→ **Your objective**: From the data that follows, copy every line with the string "message".

====== Data provided ======

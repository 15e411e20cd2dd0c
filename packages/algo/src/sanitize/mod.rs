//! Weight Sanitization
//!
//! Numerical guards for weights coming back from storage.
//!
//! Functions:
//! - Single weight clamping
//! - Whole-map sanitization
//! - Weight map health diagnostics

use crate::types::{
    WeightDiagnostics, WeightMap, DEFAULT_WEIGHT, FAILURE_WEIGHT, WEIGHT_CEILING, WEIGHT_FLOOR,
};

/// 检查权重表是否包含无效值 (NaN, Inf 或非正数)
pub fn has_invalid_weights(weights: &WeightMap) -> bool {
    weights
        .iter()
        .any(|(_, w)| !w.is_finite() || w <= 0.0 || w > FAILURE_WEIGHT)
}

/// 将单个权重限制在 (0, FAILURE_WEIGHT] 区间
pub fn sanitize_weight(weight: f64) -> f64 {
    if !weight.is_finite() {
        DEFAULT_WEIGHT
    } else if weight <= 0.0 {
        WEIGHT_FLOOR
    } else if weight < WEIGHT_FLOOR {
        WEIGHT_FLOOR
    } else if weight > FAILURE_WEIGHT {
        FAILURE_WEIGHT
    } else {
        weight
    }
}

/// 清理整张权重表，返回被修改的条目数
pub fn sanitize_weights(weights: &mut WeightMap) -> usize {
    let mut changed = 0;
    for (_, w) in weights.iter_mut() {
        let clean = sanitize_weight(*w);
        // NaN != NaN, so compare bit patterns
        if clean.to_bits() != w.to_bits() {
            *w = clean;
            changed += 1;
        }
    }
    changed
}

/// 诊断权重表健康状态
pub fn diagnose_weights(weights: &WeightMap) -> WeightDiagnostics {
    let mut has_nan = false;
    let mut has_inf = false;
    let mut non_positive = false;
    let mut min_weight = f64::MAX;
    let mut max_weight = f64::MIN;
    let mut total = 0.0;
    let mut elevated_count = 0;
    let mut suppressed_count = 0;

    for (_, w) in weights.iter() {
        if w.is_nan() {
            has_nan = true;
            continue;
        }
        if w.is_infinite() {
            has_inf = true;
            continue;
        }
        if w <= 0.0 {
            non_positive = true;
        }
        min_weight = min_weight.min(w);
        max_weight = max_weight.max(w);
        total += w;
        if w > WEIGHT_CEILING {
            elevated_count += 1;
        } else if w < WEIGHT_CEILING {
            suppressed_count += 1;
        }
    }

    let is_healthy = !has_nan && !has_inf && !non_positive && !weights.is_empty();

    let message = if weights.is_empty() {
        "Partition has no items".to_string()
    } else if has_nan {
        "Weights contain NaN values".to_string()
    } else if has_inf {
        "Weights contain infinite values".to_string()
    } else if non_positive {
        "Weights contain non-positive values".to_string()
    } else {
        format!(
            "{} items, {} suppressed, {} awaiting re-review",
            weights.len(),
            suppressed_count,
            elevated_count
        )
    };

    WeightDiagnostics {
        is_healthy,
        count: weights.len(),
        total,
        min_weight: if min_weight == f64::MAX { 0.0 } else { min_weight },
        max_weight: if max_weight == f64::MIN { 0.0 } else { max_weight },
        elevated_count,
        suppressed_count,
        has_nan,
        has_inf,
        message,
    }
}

======

→ **Response below**:
    let message = if weights.is_empty() {
        message,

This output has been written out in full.